— THE PROBLEM —
In the listing below, look for "other" and copy every line that has it.

=== THE DATA ===

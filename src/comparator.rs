use core::cmp::Ordering;

/// Three-way key comparison used by [`BucketMap`](crate::BucketMap) to decide
/// key equality.
///
/// The map never sorts; only the distinction between [`Ordering::Equal`] and
/// any other result matters. An implementation must still behave like an
/// equivalence on `Equal`: two keys comparing equal to the same live key must
/// compare equal to each other.
///
/// Any `Fn(&K, &K) -> Ordering` closure or function is a comparator:
///
/// ```rust
/// # use bucket_map::BucketMap;
/// #
/// let names = ["alpha", "beta"];
/// let mut map = BucketMap::with_capacity(4, |a: &&str, b: &&str| {
///     a.to_ascii_lowercase().cmp(&b.to_ascii_lowercase())
/// });
/// map.insert(&names[0], &1).unwrap();
///
/// assert_eq!(map.get(&"ALPHA"), Some(&1));
/// ```
pub trait KeyComparator<K: ?Sized> {
    /// Compares two keys.
    fn compare(&self, a: &K, b: &K) -> Ordering;

    /// Returns `true` if the keys compare equal.
    #[inline(always)]
    fn equivalent(&self, a: &K, b: &K) -> bool {
        self.compare(a, b) == Ordering::Equal
    }
}

impl<K, F> KeyComparator<K> for F
where
    K: ?Sized,
    F: Fn(&K, &K) -> Ordering,
{
    #[inline(always)]
    fn compare(&self, a: &K, b: &K) -> Ordering {
        self(a, b)
    }
}

/// Comparator delegating to the key's [`Ord`] implementation.
///
/// # Examples
///
/// ```rust
/// # use bucket_map::BucketMap;
/// # use bucket_map::OrdComparator;
/// #
/// let key = 7u32;
/// let value = "seven";
/// let mut map: BucketMap<u32, &str, OrdComparator> = BucketMap::default();
/// map.reserve_space(1).unwrap();
/// map.insert(&key, &value).unwrap();
/// assert!(map.contains_key(&7));
/// ```
#[derive(Clone, Copy, Debug, Default, PartialEq, Eq, Hash)]
pub struct OrdComparator;

impl<K: Ord + ?Sized> KeyComparator<K> for OrdComparator {
    #[inline(always)]
    fn compare(&self, a: &K, b: &K) -> Ordering {
        a.cmp(b)
    }
}
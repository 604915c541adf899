use anyhow::Result;
use rusqlite::Connection;
use tracing::info;

pub fn run(conn: &Connection) -> Result<()> {
    conn.execute_batch(
        "
        CREATE TABLE IF NOT EXISTS profiles (
            id              TEXT PRIMARY KEY,
            username        TEXT NOT NULL UNIQUE,
            password        TEXT NOT NULL,
            is_moderator    INTEGER NOT NULL DEFAULT 0,
            created_at      TEXT NOT NULL DEFAULT (datetime('now'))
        );

        CREATE TABLE IF NOT EXISTS mood_entries (
            id              TEXT PRIMARY KEY,
            author_id       TEXT NOT NULL REFERENCES profiles(id),
            headline        TEXT NOT NULL,
            reflection      TEXT NOT NULL,
            scope           TEXT NOT NULL,
            tags            TEXT NOT NULL DEFAULT '[]',
            mood_tone       TEXT NOT NULL DEFAULT 'neutral',
            image_url       TEXT,
            is_anonymous    INTEGER NOT NULL DEFAULT 0,
            created_at      TEXT NOT NULL
        );

        CREATE INDEX IF NOT EXISTS idx_entries_feed
            ON mood_entries(created_at DESC, id DESC);

        CREATE INDEX IF NOT EXISTS idx_entries_author
            ON mood_entries(author_id);

        -- One reaction per (entry, viewer); rows die with their entry.
        CREATE TABLE IF NOT EXISTS reactions (
            id          TEXT PRIMARY KEY,
            entry_id    TEXT NOT NULL REFERENCES mood_entries(id) ON DELETE CASCADE,
            user_id     TEXT NOT NULL REFERENCES profiles(id),
            kind        TEXT NOT NULL DEFAULT 'like',
            created_at  TEXT NOT NULL,
            UNIQUE(entry_id, user_id)
        );

        CREATE INDEX IF NOT EXISTS idx_reactions_entry
            ON reactions(entry_id);

        CREATE TABLE IF NOT EXISTS replies (
            id          TEXT PRIMARY KEY,
            entry_id    TEXT NOT NULL REFERENCES mood_entries(id) ON DELETE CASCADE,
            author_id   TEXT NOT NULL REFERENCES profiles(id),
            body        TEXT NOT NULL,
            created_at  TEXT NOT NULL
        );

        CREATE INDEX IF NOT EXISTS idx_replies_entry
            ON replies(entry_id, created_at);

        -- Deliberately no FK to mood_entries: a report outlives its entry as
        -- an informational orphan in the moderation queue.
        CREATE TABLE IF NOT EXISTS reports (
            id          TEXT PRIMARY KEY,
            entry_id    TEXT NOT NULL,
            reporter_id TEXT NOT NULL REFERENCES profiles(id),
            reason      TEXT NOT NULL,
            status      TEXT NOT NULL DEFAULT 'pending',
            created_at  TEXT NOT NULL
        );

        CREATE INDEX IF NOT EXISTS idx_reports_status
            ON reports(status, created_at);

        -- Author-defined trusted relationships; backs the circle scope.
        CREATE TABLE IF NOT EXISTS follows (
            follower_id     TEXT NOT NULL REFERENCES profiles(id),
            following_id    TEXT NOT NULL REFERENCES profiles(id),
            created_at      TEXT NOT NULL DEFAULT (datetime('now')),
            PRIMARY KEY (follower_id, following_id)
        );
        ",
    )?;

    info!("Database migrations complete");
    Ok(())
}
use axum::{
    extract::Request,
    http::{StatusCode, header},
    middleware::Next,
    response::Response,
};
use jsonwebtoken::{DecodingKey, Validation, decode};

use echo_types::api::Claims;
use echo_types::models::{UserContext, Viewer};

fn jwt_secret() -> String {
    std::env::var("ECHO_JWT_SECRET").unwrap_or_else(|_| "dev-secret-change-me".into())
}

fn decode_claims(token: &str) -> Result<Claims, StatusCode> {
    decode::<Claims>(
        token,
        &DecodingKey::from_secret(jwt_secret().as_bytes()),
        &Validation::default(),
    )
    .map(|data| data.claims)
    .map_err(|_| StatusCode::UNAUTHORIZED)
}

fn bearer_token(req: &Request) -> Option<Result<&str, StatusCode>> {
    let header = req
        .headers()
        .get(header::AUTHORIZATION)
        .and_then(|v| v.to_str().ok())?;
    Some(header.strip_prefix("Bearer ").ok_or(StatusCode::UNAUTHORIZED))
}

pub fn viewer_from(claims: &Claims) -> Viewer {
    Viewer::User(UserContext {
        id: claims.sub,
        moderator: claims.moderator,
    })
}

/// Extract and validate JWT from Authorization header. Rejects requests
/// without one.
pub async fn require_auth(mut req: Request, next: Next) -> Result<Response, StatusCode> {
    let token = bearer_token(&req).ok_or(StatusCode::UNAUTHORIZED)??;
    let claims = decode_claims(token)?;

    req.extensions_mut().insert(viewer_from(&claims));
    req.extensions_mut().insert(claims);
    Ok(next.run(req).await)
}

/// Resolve the viewer for read endpoints that also serve signed-out users.
/// No Authorization header means anonymous; a header that is present but
/// invalid is still rejected rather than silently downgraded.
pub async fn attach_viewer(mut req: Request, next: Next) -> Result<Response, StatusCode> {
    let viewer = match bearer_token(&req) {
        None => Viewer::Anonymous,
        Some(token) => viewer_from(&decode_claims(token?)?),
    };

    req.extensions_mut().insert(viewer);
    Ok(next.run(req).await)
}
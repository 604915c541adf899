use axum::{
    Extension, Json,
    extract::{Path, State},
    http::StatusCode,
    response::IntoResponse,
};
use chrono::Utc;
use tracing::error;
use uuid::Uuid;

use echo_feed::engagement::entry_card;
use echo_types::api::{ToggleReactionRequest, ToggleReactionResponse};
use echo_types::models::Viewer;

use crate::auth::AppState;
use crate::http_status;

/// POST /entries/{id}/reactions — flip the viewer's reaction on an entry.
/// The UNIQUE(entry, user) constraint settles races: whichever write lands
/// second becomes the removal, and the response reports the final state.
pub async fn toggle_reaction(
    State(state): State<AppState>,
    Extension(viewer): Extension<Viewer>,
    Path(entry_id): Path<Uuid>,
    Json(req): Json<ToggleReactionRequest>,
) -> Result<impl IntoResponse, StatusCode> {
    let user_id = viewer.user_id().ok_or(StatusCode::UNAUTHORIZED)?;

    // Reacting requires the entry to be visible, not just to exist.
    entry_card(&state.store, entry_id, &viewer)
        .await
        .map_err(http_status)?
        .ok_or(StatusCode::NOT_FOUND)?;

    let db = state.db.clone();
    let (reacted, reaction_count) = tokio::task::spawn_blocking(move || {
        db.toggle_reaction(
            &Uuid::new_v4().to_string(),
            &entry_id.to_string(),
            &user_id.to_string(),
            req.kind.as_str(),
            &Utc::now().to_rfc3339(),
        )
    })
    .await
    .map_err(|e| {
        error!("spawn_blocking join error: {}", e);
        StatusCode::INTERNAL_SERVER_ERROR
    })?
    .map_err(|e| {
        error!("DB toggle_reaction error: {}", e);
        StatusCode::INTERNAL_SERVER_ERROR
    })?;

    Ok(Json(ToggleReactionResponse {
        reacted,
        reaction_count,
    }))
}
use chrono::{DateTime, Utc};
use serde::{Deserialize, Serialize};
use tracing::warn;
use uuid::Uuid;

/// Visibility tier of a mood entry.
#[derive(Debug, Clone, Copy, PartialEq, Eq, Hash, Serialize, Deserialize)]
#[serde(rename_all = "lowercase")]
pub enum Scope {
    Public,
    Community,
    Circle,
    Private,
}

impl Scope {
    pub fn as_str(&self) -> &'static str {
        match self {
            Scope::Public => "public",
            Scope::Community => "community",
            Scope::Circle => "circle",
            Scope::Private => "private",
        }
    }

    pub fn parse(s: &str) -> Option<Self> {
        match s {
            "public" => Some(Scope::Public),
            "community" => Some(Scope::Community),
            "circle" => Some(Scope::Circle),
            "private" => Some(Scope::Private),
            _ => None,
        }
    }

    /// Decode a scope coming out of the store. An unrecognized value is a
    /// data-integrity problem; it decodes as `private` so the entry is never
    /// shown more widely than intended.
    pub fn from_db(s: &str, entry_id: &str) -> Self {
        Scope::parse(s).unwrap_or_else(|| {
            warn!("Unrecognized scope '{}' on entry '{}', treating as private", s, entry_id);
            Scope::Private
        })
    }
}

/// Kind of reaction a viewer can leave on an entry. At most one reaction
/// per (entry, viewer) regardless of kind.
#[derive(Debug, Clone, Copy, PartialEq, Eq, Serialize, Deserialize)]
#[serde(rename_all = "lowercase")]
pub enum ReactionKind {
    Like,
    Hug,
    Support,
}

impl ReactionKind {
    pub fn as_str(&self) -> &'static str {
        match self {
            ReactionKind::Like => "like",
            ReactionKind::Hug => "hug",
            ReactionKind::Support => "support",
        }
    }

    pub fn parse(s: &str) -> Option<Self> {
        match s {
            "like" => Some(ReactionKind::Like),
            "hug" => Some(ReactionKind::Hug),
            "support" => Some(ReactionKind::Support),
            _ => None,
        }
    }
}

impl Default for ReactionKind {
    fn default() -> Self {
        ReactionKind::Like
    }
}

/// Lifecycle state of a report. `Resolved` and `Dismissed` are terminal.
#[derive(Debug, Clone, Copy, PartialEq, Eq, Serialize, Deserialize)]
#[serde(rename_all = "lowercase")]
pub enum ReportStatus {
    Pending,
    Resolved,
    Dismissed,
}

impl ReportStatus {
    pub fn as_str(&self) -> &'static str {
        match self {
            ReportStatus::Pending => "pending",
            ReportStatus::Resolved => "resolved",
            ReportStatus::Dismissed => "dismissed",
        }
    }

    pub fn parse(s: &str) -> Option<Self> {
        match s {
            "pending" => Some(ReportStatus::Pending),
            "resolved" => Some(ReportStatus::Resolved),
            "dismissed" => Some(ReportStatus::Dismissed),
            _ => None,
        }
    }

    pub fn is_terminal(&self) -> bool {
        !matches!(self, ReportStatus::Pending)
    }
}

/// A posted mood entry. Immutable once created except via full delete.
#[derive(Debug, Clone, PartialEq, Serialize, Deserialize)]
pub struct Entry {
    pub id: Uuid,
    pub author_id: Uuid,
    pub headline: String,
    pub reflection: String,
    pub scope: Scope,
    pub tags: Vec<String>,
    pub mood_tone: String,
    pub image_url: Option<String>,
    pub is_anonymous: bool,
    pub created_at: DateTime<Utc>,
}

#[derive(Debug, Clone, PartialEq, Serialize, Deserialize)]
pub struct Reply {
    pub id: Uuid,
    pub entry_id: Uuid,
    pub author_id: Uuid,
    pub body: String,
    pub created_at: DateTime<Utc>,
}

#[derive(Debug, Clone, PartialEq, Serialize, Deserialize)]
pub struct Report {
    pub id: Uuid,
    pub entry_id: Uuid,
    pub reporter_id: Uuid,
    pub reason: String,
    pub status: ReportStatus,
    pub created_at: DateTime<Utc>,
}

/// Identity of an authenticated user, as the engine sees it.
#[derive(Debug, Clone, Copy, PartialEq, Eq)]
pub struct UserContext {
    pub id: Uuid,
    pub moderator: bool,
}

/// The identity a feed or mutation is evaluated against. Anonymous viewers
/// can read public entries but cannot react, reply, or report.
#[derive(Debug, Clone, Copy, PartialEq, Eq)]
pub enum Viewer {
    Anonymous,
    User(UserContext),
}

impl Viewer {
    pub fn user(id: Uuid) -> Self {
        Viewer::User(UserContext { id, moderator: false })
    }

    pub fn moderator(id: Uuid) -> Self {
        Viewer::User(UserContext { id, moderator: true })
    }

    pub fn user_id(&self) -> Option<Uuid> {
        match self {
            Viewer::Anonymous => None,
            Viewer::User(ctx) => Some(ctx.id),
        }
    }

    pub fn is_authenticated(&self) -> bool {
        matches!(self, Viewer::User(_))
    }

    pub fn is_moderator(&self) -> bool {
        matches!(self, Viewer::User(ctx) if ctx.moderator)
    }
}
pub mod api;
pub mod models;
//! Database row types — these map directly to SQLite rows.
//! Distinct from the echo-types API models to keep the DB layer independent;
//! `into_*` conversions absorb corrupt rows with a warning instead of
//! failing the whole page.

use chrono::{DateTime, Utc};
use tracing::warn;
use uuid::Uuid;

use echo_types::api::ActivityItem;
use echo_types::models::{Entry, ReactionKind, Reply, Report, ReportStatus, Scope};

pub struct UserRow {
    pub id: String,
    pub username: String,
    pub password: String,
    pub is_moderator: bool,
    pub created_at: String,
}

pub struct EntryRow {
    pub id: String,
    pub author_id: String,
    pub headline: String,
    pub reflection: String,
    pub scope: String,
    pub tags: String,
    pub mood_tone: String,
    pub image_url: Option<String>,
    pub is_anonymous: bool,
    pub created_at: String,
}

pub struct ReplyRow {
    pub id: String,
    pub entry_id: String,
    pub author_id: String,
    pub body: String,
    pub created_at: String,
}

/// A reaction joined with its entry's headline and the reactor's username,
/// as listed on the activity page.
pub struct ActivityRow {
    pub reaction_id: String,
    pub kind: String,
    pub reactor_id: String,
    pub reactor_username: String,
    pub entry_id: String,
    pub headline: String,
    pub created_at: String,
}

pub struct ReportRow {
    pub id: String,
    pub entry_id: String,
    pub reporter_id: String,
    pub reason: String,
    pub status: String,
    pub created_at: String,
}

fn parse_uuid(s: &str, field: &str, row: &str) -> Uuid {
    s.parse().unwrap_or_else(|e| {
        warn!("Corrupt {} '{}' on row '{}': {}", field, s, row, e);
        Uuid::default()
    })
}

fn parse_timestamp(s: &str, row: &str) -> DateTime<Utc> {
    s.parse::<DateTime<Utc>>()
        .or_else(|_| {
            // SQLite-generated timestamps are "YYYY-MM-DD HH:MM:SS" without
            // timezone. Parse as naive UTC and convert.
            chrono::NaiveDateTime::parse_from_str(s, "%Y-%m-%d %H:%M:%S").map(|ndt| ndt.and_utc())
        })
        .unwrap_or_else(|e| {
            warn!("Corrupt created_at '{}' on row '{}': {}", s, row, e);
            DateTime::default()
        })
}

impl EntryRow {
    pub fn into_entry(self) -> Entry {
        let tags: Vec<String> = serde_json::from_str(&self.tags).unwrap_or_else(|e| {
            warn!("Corrupt tags '{}' on entry '{}': {}", self.tags, self.id, e);
            Vec::new()
        });

        Entry {
            author_id: parse_uuid(&self.author_id, "author_id", &self.id),
            headline: self.headline,
            reflection: self.reflection,
            scope: Scope::from_db(&self.scope, &self.id),
            tags,
            mood_tone: self.mood_tone,
            image_url: self.image_url,
            is_anonymous: self.is_anonymous,
            created_at: parse_timestamp(&self.created_at, &self.id),
            id: parse_uuid(&self.id, "id", &self.id),
        }
    }
}

impl ReplyRow {
    pub fn into_reply(self) -> Reply {
        Reply {
            entry_id: parse_uuid(&self.entry_id, "entry_id", &self.id),
            author_id: parse_uuid(&self.author_id, "author_id", &self.id),
            body: self.body,
            created_at: parse_timestamp(&self.created_at, &self.id),
            id: parse_uuid(&self.id, "id", &self.id),
        }
    }
}

impl ActivityRow {
    pub fn into_item(self) -> ActivityItem {
        let kind = ReactionKind::parse(&self.kind).unwrap_or_else(|| {
            warn!("Corrupt kind '{}' on reaction '{}', treating as like", self.kind, self.reaction_id);
            ReactionKind::default()
        });

        ActivityItem {
            kind,
            reactor_id: parse_uuid(&self.reactor_id, "reactor_id", &self.reaction_id),
            reactor_username: self.reactor_username,
            entry_id: parse_uuid(&self.entry_id, "entry_id", &self.reaction_id),
            headline: self.headline,
            created_at: parse_timestamp(&self.created_at, &self.reaction_id),
            reaction_id: parse_uuid(&self.reaction_id, "id", &self.reaction_id),
        }
    }
}

impl ReportRow {
    pub fn into_report(self) -> Report {
        let status = ReportStatus::parse(&self.status).unwrap_or_else(|| {
            warn!("Corrupt status '{}' on report '{}', treating as pending", self.status, self.id);
            ReportStatus::Pending
        });

        Report {
            entry_id: parse_uuid(&self.entry_id, "entry_id", &self.id),
            reporter_id: parse_uuid(&self.reporter_id, "reporter_id", &self.id),
            reason: self.reason,
            status,
            created_at: parse_timestamp(&self.created_at, &self.id),
            id: parse_uuid(&self.id, "id", &self.id),
        }
    }
}
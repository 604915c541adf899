use axum::{
    Extension, Json,
    extract::{Path, State},
    http::StatusCode,
    response::IntoResponse,
};
use uuid::Uuid;

use echo_feed::moderation;
use echo_types::api::SubmitReportRequest;
use echo_types::models::Viewer;

use crate::auth::AppState;
use crate::http_status;

const MAX_REASON: usize = 500;

/// POST /entries/{id}/reports — flag an entry for moderation.
pub async fn submit_report(
    State(state): State<AppState>,
    Extension(viewer): Extension<Viewer>,
    Path(entry_id): Path<Uuid>,
    Json(req): Json<SubmitReportRequest>,
) -> Result<impl IntoResponse, StatusCode> {
    if req.reason.trim().is_empty() || req.reason.len() > MAX_REASON {
        return Err(StatusCode::BAD_REQUEST);
    }

    let report = moderation::submit_report(&state.store, &viewer, entry_id, req.reason)
        .await
        .map_err(http_status)?;

    Ok((StatusCode::CREATED, Json(report)))
}

/// GET /reports — the moderation queue, newest first, moderator only.
pub async fn list_reports(
    State(state): State<AppState>,
    Extension(viewer): Extension<Viewer>,
) -> Result<impl IntoResponse, StatusCode> {
    let queue = moderation::list_reports(&state.store, &viewer)
        .await
        .map_err(http_status)?;

    Ok(Json(queue))
}

/// POST /reports/{id}/dismiss — close a report, entry untouched. A report
/// already in a terminal state is a 409.
pub async fn dismiss_report(
    State(state): State<AppState>,
    Extension(viewer): Extension<Viewer>,
    Path(report_id): Path<Uuid>,
) -> Result<impl IntoResponse, StatusCode> {
    let report = moderation::dismiss_report(&state.store, &viewer, report_id)
        .await
        .map_err(http_status)?;

    Ok(Json(report))
}

/// POST /reports/{id}/resolve — uphold a report: the entry is deleted and
/// the report closed.
pub async fn resolve_report(
    State(state): State<AppState>,
    Extension(viewer): Extension<Viewer>,
    Path(report_id): Path<Uuid>,
) -> Result<impl IntoResponse, StatusCode> {
    let report = moderation::resolve_report(&state.store, &viewer, report_id)
        .await
        .map_err(http_status)?;

    Ok(Json(report))
}
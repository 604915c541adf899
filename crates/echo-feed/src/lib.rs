//! Feed aggregation and engagement consistency engine.
//!
//! Keeps three independently-updated facts — the entry list, the aggregate
//! engagement counts, and the viewer's own reaction — mutually consistent
//! across paginated, asynchronous, and optimistic operations. Storage is
//! behind the [`store::Store`] trait so the engine runs unchanged against
//! SQLite in production and an in-memory fake in tests.

pub mod engagement;
pub mod error;
pub mod moderation;
pub mod store;
pub mod view;
pub mod visibility;

pub use engagement::{EntryCard, ToggleOutcome};
pub use error::FeedError;
pub use store::Store;
pub use view::{FeedFilter, FeedPage, FeedView, LoadPhase, PAGE_SIZE};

===

— WRITTEN SOLUTION —
/// any other result matters. An implementation must still behave like an
/// compare equal to each other.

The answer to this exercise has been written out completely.